■ EXERCISE DIRECTIONS ■
Copy the entries exactly, through the "use polymarket_client_sdk::POLYGON;" line.

■ Stored data entries ■
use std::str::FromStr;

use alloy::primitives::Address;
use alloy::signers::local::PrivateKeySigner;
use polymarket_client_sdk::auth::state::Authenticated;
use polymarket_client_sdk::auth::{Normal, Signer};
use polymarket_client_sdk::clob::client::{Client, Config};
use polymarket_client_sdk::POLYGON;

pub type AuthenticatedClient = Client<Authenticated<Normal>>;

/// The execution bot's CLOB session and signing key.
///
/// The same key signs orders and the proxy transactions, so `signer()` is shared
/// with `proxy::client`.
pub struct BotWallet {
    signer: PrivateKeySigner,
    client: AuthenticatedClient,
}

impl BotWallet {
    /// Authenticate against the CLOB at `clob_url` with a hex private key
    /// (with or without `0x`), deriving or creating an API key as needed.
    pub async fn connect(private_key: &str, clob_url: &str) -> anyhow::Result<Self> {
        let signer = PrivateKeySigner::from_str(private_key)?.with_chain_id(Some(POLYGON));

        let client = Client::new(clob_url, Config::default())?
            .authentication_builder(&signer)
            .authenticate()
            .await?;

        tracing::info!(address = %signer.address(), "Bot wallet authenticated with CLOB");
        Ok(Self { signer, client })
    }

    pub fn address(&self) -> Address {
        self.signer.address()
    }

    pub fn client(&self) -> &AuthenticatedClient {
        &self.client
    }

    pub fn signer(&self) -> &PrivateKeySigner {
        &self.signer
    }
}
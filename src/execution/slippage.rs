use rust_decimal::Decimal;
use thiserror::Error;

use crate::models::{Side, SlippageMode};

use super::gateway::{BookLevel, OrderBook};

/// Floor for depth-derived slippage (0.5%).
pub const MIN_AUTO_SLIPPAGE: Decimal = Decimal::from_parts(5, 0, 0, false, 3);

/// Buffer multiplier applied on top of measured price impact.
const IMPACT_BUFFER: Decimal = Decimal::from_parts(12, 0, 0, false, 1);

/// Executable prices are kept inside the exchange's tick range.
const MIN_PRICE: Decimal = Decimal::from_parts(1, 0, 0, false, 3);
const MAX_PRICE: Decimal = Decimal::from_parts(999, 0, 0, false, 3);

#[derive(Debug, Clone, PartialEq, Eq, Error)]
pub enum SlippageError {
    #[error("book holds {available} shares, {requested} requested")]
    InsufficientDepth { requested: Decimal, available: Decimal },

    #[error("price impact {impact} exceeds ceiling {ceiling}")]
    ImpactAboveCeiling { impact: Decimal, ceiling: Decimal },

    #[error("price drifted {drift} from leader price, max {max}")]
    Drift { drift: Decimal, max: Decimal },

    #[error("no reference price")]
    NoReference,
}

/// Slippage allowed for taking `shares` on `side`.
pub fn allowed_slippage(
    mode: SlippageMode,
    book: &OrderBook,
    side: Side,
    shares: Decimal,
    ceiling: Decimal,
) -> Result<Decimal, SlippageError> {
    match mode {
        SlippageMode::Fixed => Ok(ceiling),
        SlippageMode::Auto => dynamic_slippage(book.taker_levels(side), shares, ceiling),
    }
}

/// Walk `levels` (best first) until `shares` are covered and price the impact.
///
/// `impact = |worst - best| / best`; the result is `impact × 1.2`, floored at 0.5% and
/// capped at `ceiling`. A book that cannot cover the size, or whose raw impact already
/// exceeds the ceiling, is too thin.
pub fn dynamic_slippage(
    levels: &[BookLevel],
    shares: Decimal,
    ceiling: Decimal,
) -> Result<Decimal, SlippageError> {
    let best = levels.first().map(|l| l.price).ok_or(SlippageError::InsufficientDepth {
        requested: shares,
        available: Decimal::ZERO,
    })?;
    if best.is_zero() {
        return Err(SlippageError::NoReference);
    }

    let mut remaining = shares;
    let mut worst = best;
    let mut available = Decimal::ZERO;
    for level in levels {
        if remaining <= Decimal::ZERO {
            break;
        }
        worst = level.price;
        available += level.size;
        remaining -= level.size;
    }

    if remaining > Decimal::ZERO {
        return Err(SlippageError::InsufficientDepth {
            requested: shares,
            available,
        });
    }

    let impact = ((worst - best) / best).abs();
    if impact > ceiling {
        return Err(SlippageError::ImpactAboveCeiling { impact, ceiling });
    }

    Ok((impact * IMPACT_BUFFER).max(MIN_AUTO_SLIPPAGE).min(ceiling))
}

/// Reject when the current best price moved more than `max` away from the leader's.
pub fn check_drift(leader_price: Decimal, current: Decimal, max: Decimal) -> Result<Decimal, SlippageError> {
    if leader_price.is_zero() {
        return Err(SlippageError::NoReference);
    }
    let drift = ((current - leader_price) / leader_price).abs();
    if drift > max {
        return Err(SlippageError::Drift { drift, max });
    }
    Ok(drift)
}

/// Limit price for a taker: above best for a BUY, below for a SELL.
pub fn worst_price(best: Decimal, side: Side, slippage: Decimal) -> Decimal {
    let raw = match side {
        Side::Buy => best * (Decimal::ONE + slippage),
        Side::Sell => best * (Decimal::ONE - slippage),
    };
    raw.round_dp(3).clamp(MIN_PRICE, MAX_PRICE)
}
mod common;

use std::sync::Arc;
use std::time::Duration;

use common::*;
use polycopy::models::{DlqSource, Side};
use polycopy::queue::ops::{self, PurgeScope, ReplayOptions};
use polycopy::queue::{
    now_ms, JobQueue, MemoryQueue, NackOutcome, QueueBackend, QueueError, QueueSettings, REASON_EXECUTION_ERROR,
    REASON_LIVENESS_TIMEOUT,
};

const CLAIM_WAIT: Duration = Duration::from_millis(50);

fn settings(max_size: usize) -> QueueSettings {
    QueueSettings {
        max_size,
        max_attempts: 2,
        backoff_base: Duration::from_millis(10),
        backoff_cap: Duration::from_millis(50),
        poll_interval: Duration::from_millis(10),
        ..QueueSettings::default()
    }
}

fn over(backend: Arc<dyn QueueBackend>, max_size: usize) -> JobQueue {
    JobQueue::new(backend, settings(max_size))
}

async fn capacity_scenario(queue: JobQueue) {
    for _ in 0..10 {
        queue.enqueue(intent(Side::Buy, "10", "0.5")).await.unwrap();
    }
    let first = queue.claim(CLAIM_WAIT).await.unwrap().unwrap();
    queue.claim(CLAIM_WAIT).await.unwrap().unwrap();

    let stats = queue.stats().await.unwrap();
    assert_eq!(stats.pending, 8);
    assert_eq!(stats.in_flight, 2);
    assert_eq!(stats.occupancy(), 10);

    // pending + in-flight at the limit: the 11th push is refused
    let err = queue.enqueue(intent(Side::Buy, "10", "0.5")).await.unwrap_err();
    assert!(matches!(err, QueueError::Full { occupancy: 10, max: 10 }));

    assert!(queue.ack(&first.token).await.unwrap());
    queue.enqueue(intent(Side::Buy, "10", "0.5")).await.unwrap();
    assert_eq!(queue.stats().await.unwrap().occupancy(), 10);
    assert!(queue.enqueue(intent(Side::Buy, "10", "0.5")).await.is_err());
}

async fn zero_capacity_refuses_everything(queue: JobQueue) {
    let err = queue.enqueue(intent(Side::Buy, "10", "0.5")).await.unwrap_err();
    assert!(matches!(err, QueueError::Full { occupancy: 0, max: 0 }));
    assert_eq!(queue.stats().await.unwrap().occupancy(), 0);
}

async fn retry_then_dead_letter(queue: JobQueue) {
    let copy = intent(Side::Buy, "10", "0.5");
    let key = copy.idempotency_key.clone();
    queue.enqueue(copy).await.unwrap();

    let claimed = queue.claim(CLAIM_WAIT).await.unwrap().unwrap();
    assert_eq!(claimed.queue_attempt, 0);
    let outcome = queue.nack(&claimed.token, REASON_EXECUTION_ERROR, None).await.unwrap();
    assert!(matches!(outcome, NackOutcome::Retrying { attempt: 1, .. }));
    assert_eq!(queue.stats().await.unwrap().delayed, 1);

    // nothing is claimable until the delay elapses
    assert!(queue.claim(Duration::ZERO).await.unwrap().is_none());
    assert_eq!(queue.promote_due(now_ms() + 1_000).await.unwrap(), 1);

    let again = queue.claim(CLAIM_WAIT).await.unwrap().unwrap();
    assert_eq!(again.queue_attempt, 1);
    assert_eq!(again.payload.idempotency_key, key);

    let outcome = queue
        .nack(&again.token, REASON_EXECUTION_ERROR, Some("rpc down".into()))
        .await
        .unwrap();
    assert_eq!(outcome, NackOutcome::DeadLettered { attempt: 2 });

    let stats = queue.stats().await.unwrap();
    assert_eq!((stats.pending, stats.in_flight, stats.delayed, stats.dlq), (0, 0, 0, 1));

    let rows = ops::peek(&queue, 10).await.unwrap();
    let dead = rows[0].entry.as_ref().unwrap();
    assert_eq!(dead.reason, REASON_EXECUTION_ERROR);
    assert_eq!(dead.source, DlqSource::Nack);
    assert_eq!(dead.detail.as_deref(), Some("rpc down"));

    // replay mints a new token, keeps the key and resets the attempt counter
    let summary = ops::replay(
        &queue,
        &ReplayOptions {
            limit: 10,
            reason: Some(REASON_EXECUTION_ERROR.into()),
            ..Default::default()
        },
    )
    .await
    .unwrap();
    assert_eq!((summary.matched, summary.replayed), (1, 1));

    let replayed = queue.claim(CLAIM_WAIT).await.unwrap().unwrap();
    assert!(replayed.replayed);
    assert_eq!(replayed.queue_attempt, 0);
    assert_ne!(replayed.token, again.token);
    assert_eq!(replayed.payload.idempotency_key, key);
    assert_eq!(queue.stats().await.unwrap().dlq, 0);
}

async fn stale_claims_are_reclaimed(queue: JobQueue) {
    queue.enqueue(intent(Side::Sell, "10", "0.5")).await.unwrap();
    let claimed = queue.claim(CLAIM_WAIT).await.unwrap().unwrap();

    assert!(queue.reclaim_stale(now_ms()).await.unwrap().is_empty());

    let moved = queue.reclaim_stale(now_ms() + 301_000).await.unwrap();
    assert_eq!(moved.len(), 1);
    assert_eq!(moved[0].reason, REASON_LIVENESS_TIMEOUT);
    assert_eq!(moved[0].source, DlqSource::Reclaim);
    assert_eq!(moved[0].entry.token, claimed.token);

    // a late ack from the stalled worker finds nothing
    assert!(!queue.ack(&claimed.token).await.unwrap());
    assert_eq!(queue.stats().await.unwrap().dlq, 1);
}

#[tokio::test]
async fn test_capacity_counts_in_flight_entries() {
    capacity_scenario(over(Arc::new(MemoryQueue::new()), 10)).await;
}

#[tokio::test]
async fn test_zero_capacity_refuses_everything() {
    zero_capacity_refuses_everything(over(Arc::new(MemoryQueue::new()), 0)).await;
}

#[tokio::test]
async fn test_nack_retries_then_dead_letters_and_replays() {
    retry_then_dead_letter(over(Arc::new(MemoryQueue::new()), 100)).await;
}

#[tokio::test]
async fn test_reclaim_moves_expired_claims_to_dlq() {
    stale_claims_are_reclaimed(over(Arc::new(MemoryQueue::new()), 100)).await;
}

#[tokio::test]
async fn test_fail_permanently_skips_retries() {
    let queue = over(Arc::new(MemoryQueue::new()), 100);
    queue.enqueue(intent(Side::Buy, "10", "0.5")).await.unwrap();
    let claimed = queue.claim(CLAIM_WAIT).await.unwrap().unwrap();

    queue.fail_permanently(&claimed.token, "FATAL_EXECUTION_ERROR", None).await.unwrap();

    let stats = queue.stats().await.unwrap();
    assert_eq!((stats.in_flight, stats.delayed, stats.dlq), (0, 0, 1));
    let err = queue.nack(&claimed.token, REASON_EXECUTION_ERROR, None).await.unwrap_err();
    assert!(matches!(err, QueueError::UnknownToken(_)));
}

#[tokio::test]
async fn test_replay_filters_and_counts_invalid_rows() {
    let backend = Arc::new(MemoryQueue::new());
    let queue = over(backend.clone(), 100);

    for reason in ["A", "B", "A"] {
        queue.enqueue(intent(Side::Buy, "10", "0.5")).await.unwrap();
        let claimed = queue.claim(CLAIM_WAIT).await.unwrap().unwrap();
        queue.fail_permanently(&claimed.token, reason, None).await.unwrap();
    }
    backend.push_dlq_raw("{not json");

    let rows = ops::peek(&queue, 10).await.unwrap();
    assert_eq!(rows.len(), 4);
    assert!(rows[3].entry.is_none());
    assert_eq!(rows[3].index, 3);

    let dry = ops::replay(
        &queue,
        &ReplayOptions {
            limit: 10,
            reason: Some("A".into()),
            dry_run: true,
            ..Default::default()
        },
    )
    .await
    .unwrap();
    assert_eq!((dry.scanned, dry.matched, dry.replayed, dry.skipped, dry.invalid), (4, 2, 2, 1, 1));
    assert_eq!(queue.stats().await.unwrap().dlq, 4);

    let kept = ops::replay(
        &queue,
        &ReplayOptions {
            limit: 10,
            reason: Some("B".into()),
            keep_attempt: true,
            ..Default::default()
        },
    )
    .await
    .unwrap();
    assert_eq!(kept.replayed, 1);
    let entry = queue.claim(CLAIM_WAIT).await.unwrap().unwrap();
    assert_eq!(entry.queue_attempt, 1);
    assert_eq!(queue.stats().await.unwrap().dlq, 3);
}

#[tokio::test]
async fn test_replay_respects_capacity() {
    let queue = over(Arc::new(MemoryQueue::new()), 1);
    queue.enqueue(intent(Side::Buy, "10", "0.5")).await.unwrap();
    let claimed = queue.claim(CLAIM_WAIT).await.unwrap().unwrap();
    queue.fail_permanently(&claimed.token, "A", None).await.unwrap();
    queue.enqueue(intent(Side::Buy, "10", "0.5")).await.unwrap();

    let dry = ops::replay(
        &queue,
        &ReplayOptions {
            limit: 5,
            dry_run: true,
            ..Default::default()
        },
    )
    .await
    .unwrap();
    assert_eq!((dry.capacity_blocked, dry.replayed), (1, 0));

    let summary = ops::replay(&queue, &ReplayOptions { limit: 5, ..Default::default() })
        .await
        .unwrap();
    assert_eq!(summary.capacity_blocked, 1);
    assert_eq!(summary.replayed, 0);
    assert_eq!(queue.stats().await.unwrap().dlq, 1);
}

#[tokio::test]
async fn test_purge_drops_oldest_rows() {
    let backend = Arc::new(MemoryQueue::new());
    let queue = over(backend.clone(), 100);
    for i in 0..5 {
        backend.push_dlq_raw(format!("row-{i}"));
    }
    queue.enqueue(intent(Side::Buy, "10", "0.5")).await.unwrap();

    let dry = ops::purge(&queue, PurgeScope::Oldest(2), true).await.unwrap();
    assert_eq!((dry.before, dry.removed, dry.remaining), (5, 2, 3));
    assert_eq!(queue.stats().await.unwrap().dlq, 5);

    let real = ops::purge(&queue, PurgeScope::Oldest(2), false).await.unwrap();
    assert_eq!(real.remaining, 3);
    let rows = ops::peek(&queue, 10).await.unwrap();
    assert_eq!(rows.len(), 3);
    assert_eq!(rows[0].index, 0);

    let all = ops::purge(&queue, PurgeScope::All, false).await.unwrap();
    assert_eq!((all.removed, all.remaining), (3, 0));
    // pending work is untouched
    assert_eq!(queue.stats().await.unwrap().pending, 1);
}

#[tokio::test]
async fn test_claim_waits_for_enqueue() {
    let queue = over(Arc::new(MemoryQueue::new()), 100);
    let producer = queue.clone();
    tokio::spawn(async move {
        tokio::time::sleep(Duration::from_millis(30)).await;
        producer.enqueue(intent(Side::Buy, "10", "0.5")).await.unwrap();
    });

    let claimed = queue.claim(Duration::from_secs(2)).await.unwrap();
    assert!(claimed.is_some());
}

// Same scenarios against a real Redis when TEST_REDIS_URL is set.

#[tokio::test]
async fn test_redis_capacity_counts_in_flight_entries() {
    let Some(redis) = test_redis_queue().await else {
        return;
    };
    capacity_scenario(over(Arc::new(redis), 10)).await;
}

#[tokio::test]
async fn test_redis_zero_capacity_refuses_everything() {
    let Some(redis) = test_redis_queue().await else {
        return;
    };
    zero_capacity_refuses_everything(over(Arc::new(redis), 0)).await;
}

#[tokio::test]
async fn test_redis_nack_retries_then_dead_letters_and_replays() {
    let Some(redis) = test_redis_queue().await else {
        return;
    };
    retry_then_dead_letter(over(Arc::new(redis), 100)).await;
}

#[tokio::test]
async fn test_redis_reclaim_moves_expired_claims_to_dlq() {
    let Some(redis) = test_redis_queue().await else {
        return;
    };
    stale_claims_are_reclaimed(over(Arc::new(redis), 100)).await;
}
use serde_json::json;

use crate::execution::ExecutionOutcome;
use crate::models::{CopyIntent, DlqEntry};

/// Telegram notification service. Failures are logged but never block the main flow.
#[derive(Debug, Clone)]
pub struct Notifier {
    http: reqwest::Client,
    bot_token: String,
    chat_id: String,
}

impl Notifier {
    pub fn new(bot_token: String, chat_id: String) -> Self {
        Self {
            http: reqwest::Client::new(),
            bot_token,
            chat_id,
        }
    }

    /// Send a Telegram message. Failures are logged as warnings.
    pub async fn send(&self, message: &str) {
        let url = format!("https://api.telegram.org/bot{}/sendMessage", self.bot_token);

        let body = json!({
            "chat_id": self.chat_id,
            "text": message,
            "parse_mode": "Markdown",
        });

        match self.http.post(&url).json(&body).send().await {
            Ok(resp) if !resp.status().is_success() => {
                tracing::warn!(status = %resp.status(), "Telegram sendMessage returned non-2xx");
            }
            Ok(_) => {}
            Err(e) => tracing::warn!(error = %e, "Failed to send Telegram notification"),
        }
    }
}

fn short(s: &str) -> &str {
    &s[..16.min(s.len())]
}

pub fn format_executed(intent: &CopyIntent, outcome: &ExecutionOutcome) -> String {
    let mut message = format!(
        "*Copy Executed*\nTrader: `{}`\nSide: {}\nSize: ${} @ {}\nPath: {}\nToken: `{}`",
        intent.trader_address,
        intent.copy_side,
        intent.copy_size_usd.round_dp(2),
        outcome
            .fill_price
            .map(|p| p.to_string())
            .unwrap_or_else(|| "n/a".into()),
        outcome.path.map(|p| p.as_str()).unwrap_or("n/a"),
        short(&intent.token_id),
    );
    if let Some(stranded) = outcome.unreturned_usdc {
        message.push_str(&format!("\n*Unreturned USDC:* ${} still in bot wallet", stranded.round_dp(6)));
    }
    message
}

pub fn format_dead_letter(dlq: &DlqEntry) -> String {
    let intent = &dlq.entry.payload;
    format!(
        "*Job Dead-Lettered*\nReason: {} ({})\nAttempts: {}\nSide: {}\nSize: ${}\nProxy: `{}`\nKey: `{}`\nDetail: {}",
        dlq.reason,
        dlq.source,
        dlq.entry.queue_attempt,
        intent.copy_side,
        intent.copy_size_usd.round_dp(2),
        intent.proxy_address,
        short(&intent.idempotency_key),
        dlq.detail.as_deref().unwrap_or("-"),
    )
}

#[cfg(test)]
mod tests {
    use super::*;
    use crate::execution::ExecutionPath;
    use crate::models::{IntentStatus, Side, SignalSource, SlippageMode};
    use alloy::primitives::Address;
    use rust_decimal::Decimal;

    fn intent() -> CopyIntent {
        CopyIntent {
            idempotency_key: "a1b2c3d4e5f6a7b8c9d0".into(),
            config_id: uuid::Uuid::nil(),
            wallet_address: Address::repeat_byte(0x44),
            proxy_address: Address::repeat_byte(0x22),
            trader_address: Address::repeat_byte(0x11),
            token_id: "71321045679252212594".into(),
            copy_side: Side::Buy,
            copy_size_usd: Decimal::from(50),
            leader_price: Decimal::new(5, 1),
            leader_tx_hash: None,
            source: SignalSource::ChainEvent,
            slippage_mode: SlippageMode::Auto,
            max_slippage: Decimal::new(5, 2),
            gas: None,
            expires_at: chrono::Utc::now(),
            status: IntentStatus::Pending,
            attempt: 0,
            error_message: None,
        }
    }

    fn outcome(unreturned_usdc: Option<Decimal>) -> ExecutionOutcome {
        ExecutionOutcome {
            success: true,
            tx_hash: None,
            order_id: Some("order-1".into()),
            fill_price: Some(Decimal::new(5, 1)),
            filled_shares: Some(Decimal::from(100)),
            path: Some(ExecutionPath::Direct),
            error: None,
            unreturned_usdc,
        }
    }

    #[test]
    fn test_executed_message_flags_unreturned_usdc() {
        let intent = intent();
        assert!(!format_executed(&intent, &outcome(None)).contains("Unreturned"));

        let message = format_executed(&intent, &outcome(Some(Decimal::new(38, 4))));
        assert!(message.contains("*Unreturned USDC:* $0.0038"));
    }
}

■ ANSWER BOX ■
use std::str::FromStr;

use alloy::primitives::Address;
use alloy::signers::local::PrivateKeySigner;
use polymarket_client_sdk::auth::state::Authenticated;
use polymarket_client_sdk::auth::{Normal, Signer};
use polymarket_client_sdk::clob::client::{Client, Config};
use polymarket_client_sdk::POLYGON;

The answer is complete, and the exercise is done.